Problem:
What is needed is every line of the data that includes the word "ProfileUpdate". Please copy each one.
====== Dataset entries
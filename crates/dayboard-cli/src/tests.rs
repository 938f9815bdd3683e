//! CLI command tests
//!
//! This module contains all tests for the CLI commands.

use std::io::Write;

use chrono::NaiveDate;
use dayboard_core::db::Database;
use dayboard_core::models::{PayFrequency, SubscriptionSource};
use dayboard_core::store::Repository;
use dayboard_core::tax_tables::TaxTables;

use crate::cli::PayArgs;
use crate::commands::{
    self, format_bps, format_cents, parse_date_arg, parse_dollars_arg, truncate, Backend,
    CommuteArgs, ProfileUpdate,
};

fn date(y: i32, m: u32, d: u32) -> NaiveDate {
    NaiveDate::from_ymd_opt(y, m, d).unwrap()
}

fn setup_test_backend() -> Backend {
    let db = Database::in_memory().unwrap();
    db.load_tax_tables(&TaxTables::embedded().unwrap()).unwrap();
    Backend::Db(db)
}

fn demo_backend() -> Backend {
    Backend::demo(TaxTables::embedded().unwrap(), date(2024, 6, 14)).unwrap()
}

fn pay_args(income: Option<&str>) -> PayArgs {
    PayArgs {
        income: income.map(str::to_string),
        filing_status: "single".into(),
        pay_freq: None,
        term_weeks: 12,
        year: None,
        strict: false,
    }
}

const HISTORY_CSV: &str = "\
date,merchant_name,amount,pending
2024-01-05,Netflix,15.99,false
2024-02-04,Netflix,15.99,false
2024-03-05,Netflix,15.99,false
2024-01-20,Kroger,54.10,false
2024-02-27,Kroger,12.00,false
";

// ========== Helper Tests ==========

#[test]
fn test_truncate() {
    assert_eq!(truncate("Netflix", 20), "Netflix");
    assert_eq!(truncate("A very long merchant name", 10), "A very ...");
    assert_eq!(truncate("Café Crème Brûlée", 8), "Café ...");
}

#[test]
fn test_format_cents() {
    assert_eq!(format_cents(0), "$0.00");
    assert_eq!(format_cents(1599), "$15.99");
    assert_eq!(format_cents(-1205), "-$12.05");
    assert_eq!(format_cents(5_200_000), "$52000.00");
}

#[test]
fn test_format_bps() {
    assert_eq!(format_bps(930), "9.30%");
    assert_eq!(format_bps(765), "7.65%");
    assert_eq!(format_bps(0), "0.00%");
    assert_eq!(format_bps(-50), "-0.50%");
    assert_eq!(format_bps(-1205), "-12.05%");
}

#[test]
fn test_parse_dollars_arg() {
    assert_eq!(parse_dollars_arg("income", "52000").unwrap(), 5_200_000);
    assert_eq!(parse_dollars_arg("income", "$52,000.50").unwrap(), 5_200_050);

    let err = parse_dollars_arg("income", "lots").unwrap_err();
    assert!(err.to_string().contains("Invalid income amount"));
}

#[test]
fn test_parse_date_arg() {
    assert_eq!(parse_date_arg("date", None).unwrap(), None);
    assert_eq!(
        parse_date_arg("date", Some("2024-06-14")).unwrap(),
        Some(date(2024, 6, 14))
    );

    let err = parse_date_arg("next-due", Some("06/14/2024")).unwrap_err();
    assert!(err.to_string().contains("--next-due"));
}

// ========== Backend Tests ==========

#[test]
fn test_demo_backend_is_seeded() {
    let backend = demo_backend();
    assert!(backend.is_demo());

    let subs = backend.repo().list_active_subscriptions().unwrap();
    assert_eq!(subs.len(), 3);
    assert_eq!(backend.latest_tax_year().unwrap(), Some(2024));
    assert_eq!(
        backend.known_states(2024).unwrap(),
        vec!["IN", "TX", "WA"]
    );
}

#[test]
fn test_db_backend_starts_empty() {
    let backend = setup_test_backend();
    assert!(!backend.is_demo());
    assert!(backend.repo().list_active_subscriptions().unwrap().is_empty());
    assert!(backend.repo().get_profile().unwrap().is_none());
    assert_eq!(backend.latest_tax_year().unwrap(), Some(2024));
}

#[test]
fn test_cmd_init_loads_tables() {
    let dir = tempfile::tempdir().unwrap();
    let db_path = dir.path().join("dayboard.db");

    commands::cmd_init(&db_path, None).unwrap();

    let db = commands::open_db(&db_path).unwrap();
    assert!(db.has_tax_tables().unwrap());
    assert_eq!(db.latest_tax_year().unwrap(), Some(2024));
}

// ========== Tax Command Tests ==========

#[test]
fn test_resolve_pay_from_arguments() {
    let backend = setup_test_backend();
    let mut pay = pay_args(Some("50000"));
    pay.pay_freq = Some("weekly".into());

    let resolved = commands::resolve_pay(&backend, &pay, Some("in")).unwrap();
    assert_eq!(resolved.year, 2024);
    assert_eq!(resolved.profile.annual_income_cents, 5_000_000);
    assert_eq!(resolved.profile.state, "IN");
    assert_eq!(resolved.profile.pay_frequency, PayFrequency::Weekly);
}

#[test]
fn test_resolve_pay_falls_back_to_profile() {
    let backend = demo_backend();

    let resolved = commands::resolve_pay(&backend, &pay_args(None), None).unwrap();
    // $25/hr × 40 hrs × 52 weeks
    assert_eq!(resolved.profile.annual_income_cents, 5_200_000);
    assert_eq!(resolved.profile.state, "IN");
    assert_eq!(resolved.profile.pay_frequency, PayFrequency::Biweekly);
}

#[test]
fn test_resolve_pay_without_income_fails() {
    let backend = setup_test_backend();
    let err = commands::resolve_pay(&backend, &pay_args(None), None).unwrap_err();
    assert!(err.to_string().contains("No income given"));
}

#[test]
fn test_estimate_matches_core() {
    let backend = setup_test_backend();
    let mut pay = pay_args(Some("50000"));
    pay.year = Some(2023);

    let resolved = commands::resolve_pay(&backend, &pay, Some("IN")).unwrap();
    let result = commands::estimate(&backend, &resolved, &pay).unwrap();
    assert_eq!(result.fica_cents, 382_500);
    assert!(result.federal_cents > 0);
    assert!(result.state_cents > 0);
    assert_eq!(
        result.term_net_cents,
        5_000_000 - result.total_tax_cents()
    );
}

#[test]
fn test_cmd_tax_unknown_state_strict() {
    let backend = setup_test_backend();
    let mut pay = pay_args(Some("50000"));

    assert!(commands::cmd_tax(&backend, &pay, Some("ZZ"), false, false).is_ok());

    pay.strict = true;
    let err = commands::cmd_tax(&backend, &pay, Some("ZZ"), false, false).unwrap_err();
    assert!(err.to_string().contains("ZZ"));
}

#[test]
fn test_cmd_tax_rejects_married() {
    let backend = setup_test_backend();
    let mut pay = pay_args(Some("50000"));
    pay.filing_status = "married".into();

    assert!(commands::cmd_tax(&backend, &pay, Some("IN"), false, false).is_err());
}

#[test]
fn test_cmd_tax_breakdown_and_json() {
    let backend = demo_backend();
    let pay = pay_args(None);
    assert!(commands::cmd_tax(&backend, &pay, None, true, false).is_ok());
    assert!(commands::cmd_tax(&backend, &pay, None, false, true).is_ok());
}

#[test]
fn test_cmd_compare_states() {
    let backend = setup_test_backend();
    let pay = pay_args(Some("52000"));

    assert!(commands::cmd_compare_states(&backend, &pay, &[], false).is_ok());
    assert!(commands::cmd_compare_states(
        &backend,
        &pay,
        &["TX".to_string(), "IN".to_string()],
        true
    )
    .is_ok());
}

#[test]
fn test_cmd_compare_states_without_tables_for_year() {
    let backend = setup_test_backend();
    let mut pay = pay_args(Some("52000"));
    pay.year = Some(1999);

    assert!(commands::cmd_compare_states(&backend, &pay, &[], false).is_err());
}

#[test]
fn test_cmd_compare_housing() {
    let backend = setup_test_backend();
    let mut pay = pay_args(Some("52000"));
    pay.year = Some(2023);

    assert!(commands::cmd_compare_housing(&backend, &pay, None, false).is_ok());
    assert!(commands::cmd_compare_housing(&backend, &pay, None, true).is_ok());
}

#[test]
fn test_cmd_compare_housing_custom_markets() {
    let backend = setup_test_backend();
    let pay = pay_args(Some("52000"));

    let mut file = tempfile::Builder::new().suffix(".toml").tempfile().unwrap();
    file.write_all(
        b"[[market]]\ncity = \"Austin\"\nstate = \"TX\"\navg_rent_cents = 180000\n",
    )
    .unwrap();
    assert!(commands::cmd_compare_housing(&backend, &pay, Some(file.path()), false).is_ok());

    // Only markets in states without a table for the year
    let mut file = tempfile::Builder::new().suffix(".toml").tempfile().unwrap();
    file.write_all(
        b"[[market]]\ncity = \"Raleigh\"\nstate = \"NC\"\navg_rent_cents = 140000\n",
    )
    .unwrap();
    let err = commands::cmd_compare_housing(&backend, &pay, Some(file.path()), false)
        .unwrap_err();
    assert!(err.to_string().contains("No housing market"));
}

// ========== Detect Command Tests ==========

#[test]
fn test_load_transactions_csv() {
    let mut file = tempfile::Builder::new().suffix(".csv").tempfile().unwrap();
    file.write_all(HISTORY_CSV.as_bytes()).unwrap();

    let txns = commands::load_transactions(file.path()).unwrap();
    assert_eq!(txns.len(), 5);
    assert_eq!(txns[0].amount_cents, 1599);
}

#[test]
fn test_load_transactions_json() {
    let mut file = tempfile::Builder::new().suffix(".json").tempfile().unwrap();
    file.write_all(
        br#"{"transactions": [
            {"transaction_id": "t1", "account_id": "a1", "amount": 9.99,
             "date": "2024-01-01", "name": "SPOTIFY USA", "merchant_name": "Spotify",
             "pending": false, "category": ["Service"]}
        ]}"#,
    )
    .unwrap();

    let txns = commands::load_transactions(file.path()).unwrap();
    assert_eq!(txns.len(), 1);
    assert_eq!(txns[0].merchant_name, "Spotify");
    assert_eq!(txns[0].amount_cents, 999);
}

#[test]
fn test_load_transactions_bad_csv() {
    let mut file = tempfile::Builder::new().suffix(".csv").tempfile().unwrap();
    file.write_all(b"when,who\n2024-01-01,Netflix\n").unwrap();

    let err = commands::load_transactions(file.path()).unwrap_err();
    assert!(format!("{:#}", err).contains("expected columns"));
}

#[test]
fn test_cmd_detect_save_is_idempotent() {
    let backend = setup_test_backend();
    let mut file = tempfile::Builder::new().suffix(".csv").tempfile().unwrap();
    file.write_all(HISTORY_CSV.as_bytes()).unwrap();

    commands::cmd_detect(&backend, Some(file.path()), true, 2, 5, false).unwrap();
    commands::cmd_detect(&backend, Some(file.path()), true, 2, 5, true).unwrap();

    let subs = backend.repo().list_active_subscriptions().unwrap();
    assert_eq!(subs.len(), 1);
    assert_eq!(subs[0].merchant, "Netflix");
    assert_eq!(subs[0].source, SubscriptionSource::Detected);
    assert_eq!(subs[0].next_due, Some(date(2024, 4, 4)));
}

#[test]
fn test_cmd_detect_requires_file_outside_demo() {
    let backend = setup_test_backend();
    assert!(commands::cmd_detect(&backend, None, false, 2, 5, false).is_err());

    let demo = demo_backend();
    assert!(commands::cmd_detect(&demo, None, false, 2, 5, false).is_ok());
}

// ========== Subscriptions Command Tests ==========

#[test]
fn test_cmd_subscriptions_add_and_delete() {
    let backend = setup_test_backend();

    commands::cmd_subscriptions_add(&backend, " Spotify ", "9.99", 30, Some("2024-07-01"))
        .unwrap();

    let subs = backend.repo().list_active_subscriptions().unwrap();
    assert_eq!(subs.len(), 1);
    assert_eq!(subs[0].merchant, "Spotify");
    assert_eq!(subs[0].amount_cents, 999);
    assert_eq!(subs[0].source, SubscriptionSource::Manual);
    assert_eq!(subs[0].next_due, Some(date(2024, 7, 1)));

    assert!(commands::cmd_subscriptions_list(&backend).is_ok());

    commands::cmd_subscriptions_delete(&backend, subs[0].id).unwrap();
    assert!(backend.repo().list_active_subscriptions().unwrap().is_empty());
}

#[test]
fn test_cmd_subscriptions_add_invalid() {
    let backend = setup_test_backend();
    assert!(commands::cmd_subscriptions_add(&backend, "Spotify", "0", 30, None).is_err());
    assert!(commands::cmd_subscriptions_add(&backend, "Spotify", "9.99", 0, None).is_err());
    assert!(commands::cmd_subscriptions_add(&backend, "", "9.99", 30, None).is_err());
}

#[test]
fn test_cmd_subscriptions_delete_missing() {
    let backend = setup_test_backend();
    let err = commands::cmd_subscriptions_delete(&backend, 999).unwrap_err();
    assert!(err.to_string().contains("Subscription not found"));
}

#[test]
fn test_cmd_subscriptions_list_empty() {
    let backend = setup_test_backend();
    assert!(commands::cmd_subscriptions_list(&backend).is_ok());
}

// ========== Profile Command Tests ==========

#[test]
fn test_cmd_profile_set_merges() {
    let backend = setup_test_backend();

    commands::cmd_profile_set(
        &backend,
        ProfileUpdate {
            state: Some("ca".into()),
            hourly: Some("30".into()),
            hours_per_week: Some(40),
            pay_freq: Some("weekly".into()),
            ..Default::default()
        },
    )
    .unwrap();

    commands::cmd_profile_set(
        &backend,
        ProfileUpdate {
            city: Some("San Francisco".into()),
            food: Some("15".into()),
            start_date: Some("2024-06-03".into()),
            ..Default::default()
        },
    )
    .unwrap();

    let profile = backend.repo().get_profile().unwrap().unwrap();
    assert_eq!(profile.state, "CA");
    assert_eq!(profile.city, "San Francisco");
    assert_eq!(profile.hourly_cents, Some(3000));
    assert_eq!(profile.pay_freq, PayFrequency::Weekly);
    assert_eq!(profile.food_cost_cents, 1500);
    assert_eq!(profile.start_date, Some(date(2024, 6, 3)));

    assert!(commands::cmd_profile_show(&backend).is_ok());
}

#[test]
fn test_cmd_profile_set_rejects_bad_values() {
    let backend = setup_test_backend();

    let bad_state = ProfileUpdate {
        state: Some("Indiana".into()),
        ..Default::default()
    };
    assert!(commands::cmd_profile_set(&backend, bad_state).is_err());

    let bad_days = ProfileUpdate {
        in_office_days: Some(9),
        ..Default::default()
    };
    assert!(commands::cmd_profile_set(&backend, bad_days).is_err());

    assert!(backend.repo().get_profile().unwrap().is_none());
}

#[test]
fn test_cmd_profile_show_empty() {
    let backend = setup_test_backend();
    assert!(commands::cmd_profile_show(&backend).is_ok());
}

// ========== Commute and Burn Command Tests ==========

fn commute_args(log: bool, cost: Option<&str>) -> CommuteArgs {
    CommuteArgs {
        miles: 5.0,
        minutes: 15.0,
        surge: 1.5,
        log,
        cost: cost.map(str::to_string),
        from: "Home".into(),
        to: "Office".into(),
        method: "Uber".into(),
        date: Some("2024-06-14".into()),
    }
}

#[test]
fn test_cmd_commute_estimate_only() {
    let backend = setup_test_backend();
    commands::cmd_commute(&backend, commute_args(false, None)).unwrap();
    assert!(backend.repo().list_commutes().unwrap().is_empty());
}

#[test]
fn test_cmd_commute_logs_low_estimate() {
    let backend = setup_test_backend();
    commands::cmd_commute(&backend, commute_args(true, None)).unwrap();

    let commutes = backend.repo().list_commutes().unwrap();
    assert_eq!(commutes.len(), 1);
    // 200 + 150 × 5 + 25 × 15
    assert_eq!(commutes[0].cost_cents, 1325);
    assert_eq!(commutes[0].date, date(2024, 6, 14));
}

#[test]
fn test_cmd_commute_logs_given_cost() {
    let backend = setup_test_backend();
    commands::cmd_commute(&backend, commute_args(true, Some("18.40"))).unwrap();

    let commutes = backend.repo().list_commutes().unwrap();
    assert_eq!(commutes[0].cost_cents, 1840);
    assert_eq!(commutes[0].method, "Uber");
}

#[test]
fn test_cmd_commute_rejects_negative_distance() {
    let backend = setup_test_backend();
    let mut args = commute_args(true, None);
    args.miles = -1.0;
    assert!(commands::cmd_commute(&backend, args).is_err());
    assert!(backend.repo().list_commutes().unwrap().is_empty());
}

#[test]
fn test_cmd_burn() {
    let backend = demo_backend();
    assert!(commands::cmd_burn(&backend, Some("2024-06-14"), false).is_ok());
    assert!(commands::cmd_burn(&backend, Some("2024-06-14"), true).is_ok());
    assert!(commands::cmd_burn(&backend, Some("June 14"), false).is_err());
}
============
Completed exercise:
    CommuteArgs, ProfileUpdate,
        ProfileUpdate {
        ProfileUpdate {
    let bad_state = ProfileUpdate {
    let bad_days = ProfileUpdate {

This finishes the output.